---------- Listed entries
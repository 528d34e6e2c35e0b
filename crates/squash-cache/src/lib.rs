//! # squash-cache
//!
//! Result cache for compression passes.
//!
//! Entries are addressed by a [`CacheKey`] built from the asset name, the
//! algorithm identity and the effective options, and are validated against
//! a [`LazyContentTag`] of the asset bytes. Two stores are provided:
//!
//! - [`MemoryCacheStore`]: process-lifetime store with hit/miss counters
//! - [`FileCacheStore`]: bincode file persisted between runs
//!
//! ## Example
//!
//! ```rust
//! use squash_cache::{CacheKey, CachedOutput, ItemCache, MemoryCacheStore};
//! use squash_types::{Bytes, CompressionOptions};
//! use std::sync::Arc;
//!
//! # tokio_test::block_on(async {
//! let store = Arc::new(MemoryCacheStore::new());
//! let key = CacheKey::new("app.js", &"gzip".into(), &CompressionOptions::new());
//! let item = ItemCache::new(store.clone(), key, Bytes::from_static(b"let a = 1;"));
//!
//! assert!(item.get().await?.is_none());
//! item.store(CachedOutput::accepted(Bytes::from_static(b"gz"))).await?;
//! assert!(item.get().await?.is_some());
//! # Ok::<(), squash_types::Error>(())
//! # });
//! ```

#![deny(missing_docs)]
#![warn(clippy::all, clippy::pedantic, clippy::nursery)]
#![allow(clippy::module_name_repetitions)]

mod entry;
mod key;
mod memory;
mod persistent;
mod store;
mod tag;

pub use entry::CachedOutput;
pub use key::CacheKey;
pub use memory::{MemoryCacheStats, MemoryCacheStore};
pub use persistent::{CacheConfig, CacheEntry, CacheStats, FileCacheStore};
pub use store::{CacheStore, ItemCache};
pub use tag::LazyContentTag;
--------------------
#### Exercise details:
Would you set down all of the entries again, word for word?

#### Output below:
repository 528d34e6e2c35e0b
filename crates/squash-cache/src/lib.rs
//! # squash-cache
//!
//! Result cache for compression passes.
//!
//! Entries are addressed by a [`CacheKey`] built from the asset name, the
//! algorithm identity and the effective options, and are validated against
//! a [`LazyContentTag`] of the asset bytes. Two stores are provided:
//!
//! - [`MemoryCacheStore`]: process-lifetime store with hit/miss counters
//! - [`FileCacheStore`]: bincode file persisted between runs
//!
//! ## Example
//!
//! ```rust
//! use squash_cache::{CacheKey, CachedOutput, ItemCache, MemoryCacheStore};
//! use squash_types::{Bytes, CompressionOptions};
//! use std::sync::Arc;
//!
//! # tokio_test::block_on(async {
//! let store = Arc::new(MemoryCacheStore::new());
//! let key = CacheKey::new("app.js", &"gzip".into(), &CompressionOptions::new());
//! let item = ItemCache::new(store.clone(), key, Bytes::from_static(b"let a = 1;"));
//!
//! assert!(item.get().await?.is_none());
//! item.store(CachedOutput::accepted(Bytes::from_static(b"gz"))).await?;
//! assert!(item.get().await?.is_some());
//! # Ok::<(), squash_types::Error>(())
//! # });
//! ```

#![deny(missing_docs)]
#![warn(clippy::all, clippy::pedantic, clippy::nursery)]
#![allow(clippy::module_name_repetitions)]

mod entry;
mod key;
mod memory;
mod persistent;
mod store;
mod tag;

pub use entry::CachedOutput;
pub use key::CacheKey;
pub use memory::{MemoryCacheStats, MemoryCacheStore};
pub use persistent::{CacheConfig, CacheEntry, CacheStats, FileCacheStore};
pub use store::{CacheStore, ItemCache};
pub use tag::LazyContentTag;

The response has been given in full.